@fabio_entre.livros 16/07/2024
Romeu e Julieta português
Quando a imaginação febril de um ultrarromântico junta Shakespeare com trechos verídicos da história de seus próprios antepassados, está formada a base para um clássico da literatura. Eis a fórmula de "Amor de perdição", obra que reflete muito do estilo de vida de seu autor.
Moderação, discrição e equilíbrio são conceitos estranhos a Camilo Castelo Branco, que levou uma existência pautada por escândalos e desgraças. O tom fatalista, típico do Ultrarromantismo, está perfeitamente representado neste romance que conta o também típico amor impossível entre Simão e Teresa, dois jovens separados pelo ódio imorredouro de suas respectivas famílias.
Para mim, esta é uma releitura, e posso afirmar que foi uma experiência bem mais proveitosa do que a primeira. Na época, já saturado do Romantismo, achei a obra piegas, caricata e inverossímil. Essas características permanecem visíveis na releitura, mas não de maneira tão gritante quanto da primeira vez. Talvez isto se deva ao fato de que agora eu atentei a outros aspectos do livro que me agradaram bastante, como o humor pontual (mesmo em se tratando de uma tragédia) e a presença de dois personagens coadjuvantes que são, afinal, interessantíssimos: João da Cruz e sua filha Mariana. O primeiro é responsável pela maior parte do tom humorístico do livro, com suas falas proverbiais cheias de "sabedoria rústica", mas também dotado de um senso de lealdade raras vezes visto na literatura da época. Já Mariana é uma personagem instigante: compõe o elemento sobressalente do romance, tornando-o um triângulo amoroso igualmente doloroso para ela, que não é correspondida.
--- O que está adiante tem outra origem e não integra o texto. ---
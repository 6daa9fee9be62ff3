//! Snapshot reconciliation.
//!
//! Rows from one dump share one timestamp. Each row may overwrite a record
//! only if the record's `updated_at` is strictly older, so a stream write
//! made after the dump always survives. Later duplicates of a name are
//! dropped before batching: applied row by row with one shared timestamp
//! the first occurrence would win anyway, and a single upsert statement
//! cannot touch the same key twice.

use std::collections::HashSet;

use chrono::{DateTime, Duration, NaiveTime, Utc};
use rwa_db::Registry;
use rwa_types::SnapshotRow;
use serde::Serialize;

/// Default rows per upsert statement.
pub const DEFAULT_BATCH_SIZE: usize = 8192;

/// Outcome of one reconciliation run.
#[derive(Debug, Clone, Copy, Default, PartialEq, Eq, Serialize)]
pub struct ReconcileReport {
    /// Rows received.
    pub total_rows: usize,
    /// Rows dropped as later duplicates of an earlier name.
    pub duplicate_rows: usize,
    /// Rows in batches the registry accepted.
    pub accepted_rows: usize,
    /// Records actually inserted or overwritten.
    pub written_rows: u64,
    /// Batches the registry rejected.
    pub failed_batches: usize,
    /// Rows in rejected batches.
    pub failed_rows: usize,
}

impl ReconcileReport {
    /// Whether every batch was accepted.
    pub const fn is_complete(&self) -> bool {
        self.failed_batches == 0
    }
}

/// Upserts snapshot rows in batches under the freshness guard.
pub struct Reconciler<'a, R> {
    registry: &'a R,
    batch_size: usize,
}

impl<'a, R: Registry> Reconciler<'a, R> {
    /// Create a reconciler with [`DEFAULT_BATCH_SIZE`].
    pub const fn new(registry: &'a R) -> Self {
        Self {
            registry,
            batch_size: DEFAULT_BATCH_SIZE,
        }
    }

    /// Set the batch size. Zero is treated as one.
    #[must_use]
    pub fn with_batch_size(mut self, batch_size: usize) -> Self {
        self.batch_size = batch_size.max(1);
        self
    }

    /// Reconcile `rows` stamped with `timestamp`.
    ///
    /// A failed batch is logged and skipped; the run continues with the
    /// next batch and the failure is counted in the report.
    pub async fn reconcile<I>(&self, rows: I, timestamp: DateTime<Utc>) -> ReconcileReport
    where
        I: IntoIterator<Item = SnapshotRow>,
    {
        let mut report = ReconcileReport::default();
        let mut seen: HashSet<String> = HashSet::new();
        let mut batch: Vec<SnapshotRow> = Vec::with_capacity(self.batch_size);

        for row in rows {
            report.total_rows = report.total_rows.saturating_add(1);
            if !seen.insert(row.name.clone()) {
                tracing::debug!(nation = %row.name, "Dropping duplicate snapshot row");
                report.duplicate_rows = report.duplicate_rows.saturating_add(1);
                continue;
            }
            batch.push(row);
            if batch.len() >= self.batch_size {
                self.flush(&mut batch, timestamp, &mut report).await;
            }
        }
        self.flush(&mut batch, timestamp, &mut report).await;

        tracing::info!(
            total = report.total_rows,
            duplicates = report.duplicate_rows,
            accepted = report.accepted_rows,
            written = report.written_rows,
            failed_batches = report.failed_batches,
            failed_rows = report.failed_rows,
            %timestamp,
            "Snapshot reconciliation finished"
        );
        report
    }

    async fn flush(
        &self,
        batch: &mut Vec<SnapshotRow>,
        timestamp: DateTime<Utc>,
        report: &mut ReconcileReport,
    ) {
        if batch.is_empty() {
            return;
        }
        let len = batch.len();
        match self.registry.bulk_upsert_if_stale(batch, timestamp).await {
            Ok(written) => {
                report.accepted_rows = report.accepted_rows.saturating_add(len);
                report.written_rows = report.written_rows.saturating_add(written);
            }
            Err(e) => {
                tracing::error!(
                    error = %e,
                    rows = len,
                    first = batch.first().map(|r| r.name.as_str()),
                    last = batch.last().map(|r| r.name.as_str()),
                    "Snapshot batch failed"
                );
                report.failed_batches = report.failed_batches.saturating_add(1);
                report.failed_rows = report.failed_rows.saturating_add(len);
            }
        }
        batch.clear();
    }
}

/// The most recent daily dump time at or before `now`.
///
/// Returns `None` if `hour`/`minute` is not a valid time of day.
pub fn dump_timestamp(now: DateTime<Utc>, hour: u32, minute: u32) -> Option<DateTime<Utc>> {
    let time = NaiveTime::from_hms_opt(hour, minute, 0)?;
    let today = now.date_naive().and_time(time).and_utc();
    if today <= now {
        Some(today)
    } else {
        today.checked_sub_signed(Duration::days(1))
    }
}

#[cfg(test)]
#[allow(clippy::unwrap_used)]
mod tests {
    use chrono::TimeZone;
    use rwa_db::MemoryRegistry;
    use rwa_types::NationRecord;

    use super::*;

    fn at(day: u32, hour: u32) -> DateTime<Utc> {
        Utc.with_ymd_and_hms(2026, 3, day, hour, 30, 0).single().unwrap()
    }

    fn row(name: &str, region: &str) -> SnapshotRow {
        SnapshotRow {
            name: name.to_owned(),
            fullname: format!("The Republic of {name}"),
            region: region.to_owned(),
            wa_member: true,
            wa_delegate: false,
            endorsements: ["alpha".to_owned()].into_iter().collect(),
            flag: format!("https://example.invalid/{name}.png"),
        }
    }

    fn existing(name: &str, updated_at: DateTime<Utc>) -> NationRecord {
        let mut record = NationRecord::founded(name, "lazarus", updated_at);
        record.wa_delegate = true;
        record
    }

    #[tokio::test]
    async fn older_snapshot_leaves_record_unchanged() {
        let t1 = at(10, 5);
        let record = existing("testlandia", t1);
        let registry = MemoryRegistry::with_records([record.clone()]);

        let report = Reconciler::new(&registry)
            .reconcile([row("testlandia", "testregionia")], at(9, 5))
            .await;

        assert_eq!(report.written_rows, 0);
        assert_eq!(report.accepted_rows, 1);
        assert_eq!(registry.get_nation("testlandia").await.unwrap(), Some(record));
    }

    #[tokio::test]
    async fn newer_snapshot_overwrites_guarded_fields_only() {
        let mut ceased = existing("testlandia", at(9, 5));
        ceased.active = false;
        let registry = MemoryRegistry::with_records([ceased]);

        let t2 = at(10, 5);
        let report = Reconciler::new(&registry)
            .reconcile([row("testlandia", "testregionia")], t2)
            .await;
        assert_eq!(report.written_rows, 1);

        let record = registry.get_nation("testlandia").await.unwrap().unwrap();
        assert_eq!(record.updated_at, t2);
        assert_eq!(record.region.as_deref(), Some("testregionia"));
        assert_eq!(record.fullname.as_deref(), Some("The Republic of testlandia"));
        assert!(record.wa_member);
        assert!(record.endorsements.contains("alpha"));
        assert!(record.flag.is_some());
        // Not guarded fields: left alone.
        assert!(record.wa_delegate);
        assert!(!record.active);
    }

    #[tokio::test]
    async fn first_duplicate_wins() {
        let registry = MemoryRegistry::new();
        let report = Reconciler::new(&registry)
            .reconcile(
                [row("testlandia", "first"), row("testlandia", "second")],
                at(10, 5),
            )
            .await;

        assert_eq!(report.total_rows, 2);
        assert_eq!(report.duplicate_rows, 1);
        assert_eq!(report.written_rows, 1);
        assert_eq!(
            registry.get_region("testlandia").await.unwrap().as_deref(),
            Some("first")
        );
    }

    #[tokio::test]
    async fn batch_size_does_not_change_outcome() {
        let rows: Vec<SnapshotRow> = (0..25)
            .map(|i| row(&format!("nation_{}", i % 20), &format!("region_{i}")))
            .collect();
        let seed = [existing("nation_3", at(11, 5)), existing("nation_7", at(1, 5))];

        let mut outcomes = Vec::new();
        for size in [1, 4, 7, 100] {
            let registry = MemoryRegistry::with_records(seed.clone());
            let report = Reconciler::new(&registry)
                .with_batch_size(size)
                .reconcile(rows.clone(), at(10, 5))
                .await;
            let mut state = Vec::new();
            for i in 0..20 {
                state.push(registry.get_nation(&format!("nation_{i}")).await.unwrap());
            }
            outcomes.push((report.written_rows, report.duplicate_rows, state));
        }

        let first = outcomes.first().cloned().unwrap();
        assert_eq!(first.0, 19);
        assert_eq!(first.1, 5);
        for outcome in &outcomes {
            assert_eq!(outcome, &first);
        }
    }

    #[tokio::test]
    async fn failed_batches_are_counted_and_run_continues() {
        let registry = MemoryRegistry::new();
        registry.set_offline(true);
        let report = Reconciler::new(&registry)
            .with_batch_size(2)
            .reconcile(
                ["a", "b", "c", "d", "e"].map(|n| row(n, "r")),
                at(10, 5),
            )
            .await;

        assert!(!report.is_complete());
        assert_eq!(report.failed_batches, 3);
        assert_eq!(report.failed_rows, 5);
        assert_eq!(report.accepted_rows, 0);
    }

    #[tokio::test]
    async fn empty_snapshot_writes_nothing() {
        let registry = MemoryRegistry::new();
        let report = Reconciler::new(&registry)
            .reconcile(Vec::<SnapshotRow>::new(), at(10, 5))
            .await;
        assert_eq!(report, ReconcileReport::default());
        assert!(registry.is_empty().await);
    }

    #[test]
    fn dump_timestamp_picks_latest_past_dump() {
        let before = Utc.with_ymd_and_hms(2026, 3, 10, 4, 0, 0).single().unwrap();
        let after = Utc.with_ymd_and_hms(2026, 3, 10, 6, 0, 0).single().unwrap();
        let exact = Utc.with_ymd_and_hms(2026, 3, 10, 5, 30, 0).single().unwrap();

        assert_eq!(dump_timestamp(before, 5, 30), Some(at(9, 5)));
        assert_eq!(dump_timestamp(after, 5, 30), Some(at(10, 5)));
        assert_eq!(dump_timestamp(exact, 5, 30), Some(exact));
        assert_eq!(dump_timestamp(after, 25, 0), None);
    }

    #[test]
    fn report_serializes_for_logging() {
        let report = ReconcileReport {
            total_rows: 3,
            ..ReconcileReport::default()
        };
        let json = serde_json::to_value(report).unwrap();
        assert_eq!(json.get("total_rows").and_then(|v| v.as_u64()), Some(3));
    }
}
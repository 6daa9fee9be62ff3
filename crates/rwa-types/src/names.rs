//! Canonical and display forms of nation and region names.
//!
//! The game addresses every nation and region by a canonical name:
//! lowercase, with spaces replaced by underscores. Feed text and the daily
//! dump both carry names in mixed forms, so every name entering the
//! registry passes through [`canonicalize`] first.

/// Base URL for nation and region profile pages.
pub const PROFILE_BASE_URL: &str = "https://www.nationstates.net";

/// Convert a raw name into its canonical registry key.
///
/// Surrounding whitespace is trimmed, letters are lower-cased and inner
/// spaces become underscores.
pub fn canonicalize(raw: &str) -> String {
    raw.trim().to_lowercase().replace(' ', "_")
}

/// Convert a canonical name into a human-readable display form.
///
/// Underscores become spaces and every word is title-cased: a letter is
/// upper-cased when it follows a non-letter, lower-cased otherwise.
pub fn display_name(canonical: &str) -> String {
    let mut out = String::with_capacity(canonical.len());
    let mut previous_was_letter = false;
    for ch in canonical.chars() {
        if ch == '_' {
            out.push(' ');
            previous_was_letter = false;
        } else if ch.is_alphabetic() {
            if previous_was_letter {
                out.extend(ch.to_lowercase());
            } else {
                out.extend(ch.to_uppercase());
            }
            previous_was_letter = true;
        } else {
            out.push(ch);
            previous_was_letter = false;
        }
    }
    out
}

/// Markdown link to a nation's profile page.
pub fn nation_link(name: &str) -> String {
    let canonical = canonicalize(name);
    format!(
        "[{}]({PROFILE_BASE_URL}/nation={canonical})",
        display_name(&canonical)
    )
}

/// Markdown link to a region's profile page.
pub fn region_link(name: &str) -> String {
    let canonical = canonicalize(name);
    format!(
        "[{}]({PROFILE_BASE_URL}/region={canonical})",
        display_name(&canonical)
    )
}

/// Levenshtein edit distance between two strings, counted in chars.
pub fn levenshtein(a: &str, b: &str) -> usize {
    let b_chars: Vec<char> = b.chars().collect();
    let mut previous: Vec<usize> = (0..=b_chars.len()).collect();
    let mut current = vec![0_usize; b_chars.len().saturating_add(1)];

    for (i, ca) in a.chars().enumerate() {
        if let Some(first) = current.first_mut() {
            *first = i.saturating_add(1);
        }
        for (j, cb) in b_chars.iter().enumerate() {
            let substitution = previous
                .get(j)
                .copied()
                .unwrap_or(usize::MAX)
                .saturating_add(usize::from(ca != *cb));
            let deletion = previous
                .get(j.saturating_add(1))
                .copied()
                .unwrap_or(usize::MAX)
                .saturating_add(1);
            let insertion = current
                .get(j)
                .copied()
                .unwrap_or(usize::MAX)
                .saturating_add(1);
            if let Some(cell) = current.get_mut(j.saturating_add(1)) {
                *cell = substitution.min(deletion).min(insertion);
            }
        }
        std::mem::swap(&mut previous, &mut current);
    }

    previous.last().copied().unwrap_or(0)
}
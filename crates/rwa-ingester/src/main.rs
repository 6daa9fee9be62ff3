//! Daily snapshot ingester for the RWA registry.
//!
//! Downloads the gzipped nations dump, parses it off the async runtime,
//! and reconciles it into the registry with the dump's nominal timestamp
//! so fresher stream writes are never overwritten.
//!
//! With `snapshot.interval_secs = 0` a single run is made and any failure
//! is returned. Otherwise the ingester repeats on that interval until
//! Ctrl-C, logging failed runs and carrying on.

mod download;
mod dump;
mod error;

use std::sync::Arc;
use std::time::{Duration, Instant};

use chrono::Utc;
use rwa_core::config::{LoggingConfig, RwaConfig};
use rwa_core::reconcile::{ReconcileReport, Reconciler, dump_timestamp};
use rwa_core::shutdown::Shutdown;
use rwa_db::{NationStore, PostgresPool};
use tracing::info;
use tracing_subscriber::EnvFilter;

use crate::error::IngestError;

/// Application entry point.
///
/// # Errors
///
/// Returns an error if configuration or the database cannot be set up, or
/// if a one-shot run fails.
#[tokio::main]
async fn main() -> Result<(), Box<dyn std::error::Error>> {
    let config = RwaConfig::load().map_err(IngestError::from)?;
    init_logging(&config.logging);

    info!(
        config = %RwaConfig::path().display(),
        url = %config.snapshot.url,
        "rwa-ingester starting"
    );

    let pool = PostgresPool::connect(&config.database.pool_config())
        .await
        .map_err(IngestError::from)?;
    pool.run_migrations().await.map_err(IngestError::from)?;
    let registry = NationStore::new(pool.pool());

    let client = reqwest::Client::builder()
        .user_agent(config.feed.user_agent.as_str())
        .build()
        .map_err(|e| IngestError::Http(format!("failed to build HTTP client: {e}")))?;

    if config.snapshot.interval_secs == 0 {
        let outcome = ingest(&config, &client, &registry).await;
        pool.close().await;
        outcome?;
        return Ok(());
    }

    let shutdown = Arc::new(Shutdown::new());
    {
        let shutdown = Arc::clone(&shutdown);
        tokio::spawn(async move {
            if tokio::signal::ctrl_c().await.is_ok() {
                info!("Ctrl-C received");
                shutdown.request();
            }
        });
    }

    let interval = Duration::from_secs(config.snapshot.interval_secs);
    while !shutdown.is_requested() {
        if let Err(e) = ingest(&config, &client, &registry).await {
            tracing::error!(error = %e, "Snapshot run failed");
        }
        info!(next_in_secs = interval.as_secs(), "Waiting for next snapshot");
        if shutdown.until(tokio::time::sleep(interval)).await.is_none() {
            break;
        }
    }

    info!("rwa-ingester stopped");
    pool.close().await;
    Ok(())
}

/// One full download, parse, and reconcile pass.
async fn ingest(
    config: &RwaConfig,
    client: &reqwest::Client,
    registry: &NationStore<'_>,
) -> Result<ReconcileReport, IngestError> {
    let started = Instant::now();
    let snapshot = &config.snapshot;

    let timestamp = dump_timestamp(Utc::now(), snapshot.dump_hour, snapshot.dump_minute).ok_or(
        IngestError::InvalidDumpTime {
            hour: snapshot.dump_hour,
            minute: snapshot.dump_minute,
        },
    )?;

    let (file, bytes) = download::download_dump(client, &snapshot.url).await?;
    info!(bytes, "Dump downloaded");

    let rows = tokio::task::spawn_blocking(move || dump::parse_dump_file(file.path()))
        .await
        .map_err(|e| IngestError::Task(e.to_string()))??;
    info!(nations = rows.len(), "Dump parsed");

    let report = Reconciler::new(registry)
        .with_batch_size(snapshot.batch_size)
        .reconcile(rows, timestamp)
        .await;

    info!(
        timestamp = %timestamp,
        total = report.total_rows,
        duplicates = report.duplicate_rows,
        accepted = report.accepted_rows,
        written = report.written_rows,
        failed_batches = report.failed_batches,
        failed_rows = report.failed_rows,
        elapsed_ms = started.elapsed().as_millis(),
        "Snapshot reconciled"
    );
    if !report.is_complete() {
        tracing::warn!(
            failed_batches = report.failed_batches,
            "Snapshot only partially applied"
        );
    }
    Ok(report)
}

/// Initialize structured logging. `RUST_LOG` wins over the configured level.
fn init_logging(config: &LoggingConfig) {
    let filter =
        EnvFilter::try_from_default_env().unwrap_or_else(|_| EnvFilter::new(&config.level));
    if config.json {
        tracing_subscriber::fmt()
            .json()
            .with_env_filter(filter)
            .with_target(true)
            .init();
    } else {
        tracing_subscriber::fmt()
            .with_env_filter(filter)
            .with_target(true)
            .init();
    }
}
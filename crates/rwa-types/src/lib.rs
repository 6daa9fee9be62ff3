//! Shared type definitions for the RWA feed.
//!
//! This crate is the single source of truth for the nation registry's data
//! model. Both writers (the live event stream and the bulk snapshot
//! ingester) and every reader build on the types defined here.
//!
//! # Modules
//!
//! - [`names`] -- Canonical name handling, display names, markdown links,
//!   and edit distance for fuzzy lookups
//! - [`nation`] -- [`NationRecord`], single-field updates, and snapshot rows

pub mod names;
pub mod nation;

// Re-export all public types at crate root for convenience.
pub use names::{canonicalize, display_name, levenshtein, nation_link, region_link};
pub use nation::{NationField, NationRecord, SnapshotRow};
//! Parsed feed events and their markdown rendering.
//!
//! A feed line is split on whitespace. Token 0 is the acting nation wrapped
//! in markers (`@@name@@`); the rest of the line is a sentence whose verb
//! phrase identifies the [`EventKind`]. Parameters sit at fixed token
//! positions per kind and are marker-wrapped too (`@@nation@@` or
//! `%%region%%`). The live feed ends every sentence with a period, so
//! trailing punctuation is split off before markers are stripped.

use std::str::FromStr;

use rwa_types::names::{canonicalize, nation_link, region_link};

use crate::error::EventParseError;
use crate::kind::{Bucket, EventKind};

/// Punctuation that may trail a name token at the end of a clause.
const TRAILING_PUNCTUATION: &[char] = &['.', ',', ';', ':', '!', '?'];

/// Markers wrapping a nation name in feed text.
const NATION_MARKER: &str = "@@";

/// Markers wrapping a region name in feed text.
const REGION_MARKER: &str = "%%";

/// One parsed feed event. Immutable once parsed.
#[derive(Debug, Clone, PartialEq, Eq)]
pub struct Event {
    actor: String,
    kind: EventKind,
    params: Vec<String>,
    raw: String,
}

impl Event {
    /// Parse one line of feed text.
    ///
    /// # Errors
    ///
    /// Returns [`EventParseError::UnknownEventKind`] if no verb phrase
    /// matches, [`EventParseError::MissingParameter`] if a declared
    /// parameter position is past the end of the line, and
    /// [`EventParseError::MalformedToken`] if a name token cannot be
    /// stripped of its markers.
    pub fn parse(line: &str) -> Result<Self, EventParseError> {
        let tokens: Vec<&str> = line.split_whitespace().collect();
        let (actor_token, rest) = tokens.split_first().ok_or(EventParseError::Empty)?;

        let sentence = rest.join(" ");
        let kind = EventKind::from_sentence(&sentence).ok_or_else(|| {
            EventParseError::UnknownEventKind {
                line: line.to_owned(),
            }
        })?;

        let actor = strip_markers(actor_token)?;
        let params = kind
            .parameter_positions()
            .iter()
            .map(|&position| {
                tokens
                    .get(position)
                    .ok_or_else(|| EventParseError::MissingParameter {
                        kind,
                        position,
                        line: line.to_owned(),
                    })
                    .and_then(|token| strip_markers(token))
            })
            .collect::<Result<Vec<_>, _>>()?;

        Ok(Self {
            actor,
            kind,
            params,
            raw: line.to_owned(),
        })
    }

    /// Canonical name of the acting nation.
    pub fn actor(&self) -> &str {
        &self.actor
    }

    /// The event kind.
    pub const fn kind(&self) -> EventKind {
        self.kind
    }

    /// The kind's coarse bucket.
    pub const fn bucket(&self) -> Bucket {
        self.kind.bucket()
    }

    /// All parameters, in the kind's declared order.
    pub fn params(&self) -> &[String] {
        &self.params
    }

    /// The parameter at `index`, if the kind declares one there.
    pub fn param(&self, index: usize) -> Option<&str> {
        self.params.get(index).map(String::as_str)
    }

    /// The feed line as received.
    pub fn raw(&self) -> &str {
        &self.raw
    }

    /// Render the raw line as markdown.
    ///
    /// Every `@@nation@@` token becomes a link to the nation's profile and
    /// every `%%region%%` token a link to the region's page. All other
    /// words, and punctuation trailing a name, are kept as-is.
    pub fn render_markdown(&self) -> String {
        self.raw
            .split_whitespace()
            .map(render_token)
            .collect::<Vec<_>>()
            .join(" ")
    }
}

impl FromStr for Event {
    type Err = EventParseError;

    fn from_str(s: &str) -> Result<Self, Self::Err> {
        Self::parse(s)
    }
}

impl std::fmt::Display for Event {
    fn fmt(&self, f: &mut std::fmt::Formatter<'_>) -> std::fmt::Result {
        write!(f, "{} {}", self.kind, self.actor)?;
        if !self.params.is_empty() {
            write!(f, " [{}]", self.params.join(", "))?;
        }
        Ok(())
    }
}

/// Split trailing clause punctuation off a token.
fn split_punctuation(token: &str) -> (&str, &str) {
    let core = token.trim_end_matches(TRAILING_PUNCTUATION);
    token.split_at(core.len())
}

/// Strip two marker characters from each end of a name token and
/// canonicalise what remains.
fn strip_markers(token: &str) -> Result<String, EventParseError> {
    let (core, _) = split_punctuation(token);
    let inner = core
        .char_indices()
        .nth(2)
        .map(|(start, _)| start)
        .and_then(|start| {
            let end = core.char_indices().rev().nth(1).map(|(i, _)| i)?;
            core.get(start..end)
        })
        .filter(|inner| !inner.is_empty())
        .ok_or_else(|| EventParseError::MalformedToken {
            token: token.to_owned(),
        })?;
    Ok(canonicalize(inner))
}

/// Replace a marker-wrapped token with its markdown link.
fn render_token(token: &str) -> String {
    let (core, punctuation) = split_punctuation(token);
    let link = marked_name(core, NATION_MARKER)
        .map(nation_link)
        .or_else(|| marked_name(core, REGION_MARKER).map(region_link));
    link.map_or_else(|| token.to_owned(), |link| format!("{link}{punctuation}"))
}

/// The name inside `marker`...`marker`, if `core` is wrapped that way.
fn marked_name<'a>(core: &'a str, marker: &str) -> Option<&'a str> {
    core.strip_prefix(marker)
        .and_then(|rest| rest.strip_suffix(marker))
        .filter(|name| !name.is_empty())
}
Porém, a falta de reciprocidade por parte do ser amado não a torna amarga ou rancorosa; justamente o contrário: ela é uma mulher forte e corajosa, e principal mediadora da correspondência entre Simão e Teresa, além de ter o mesmo nível de lealdade do pai.
Quanto ao casal protagonista, dentro das diretrizes românticas, eles são o arquétipo dos amores trágicos: Simão, impulsivo e com um código de honra ditado pelas "razões do coração"; Teresa, resistindo às pressões daqueles que querem separá-la de seu amado, preferindo o martírio e a morte a um casamento arranjado.
Para a época da publicação, foi um livro de sucesso, bem ao gosto exagerado da moda literária de então; para nós, hoje, pode soar absurdo e totalmente deslocado da realidade, mas, levando em conta a própria perspectiva de vida do autor, talvez fosse mesmo desses exageros emotivos que se compunha a realidade. Que Eça revire no túmulo.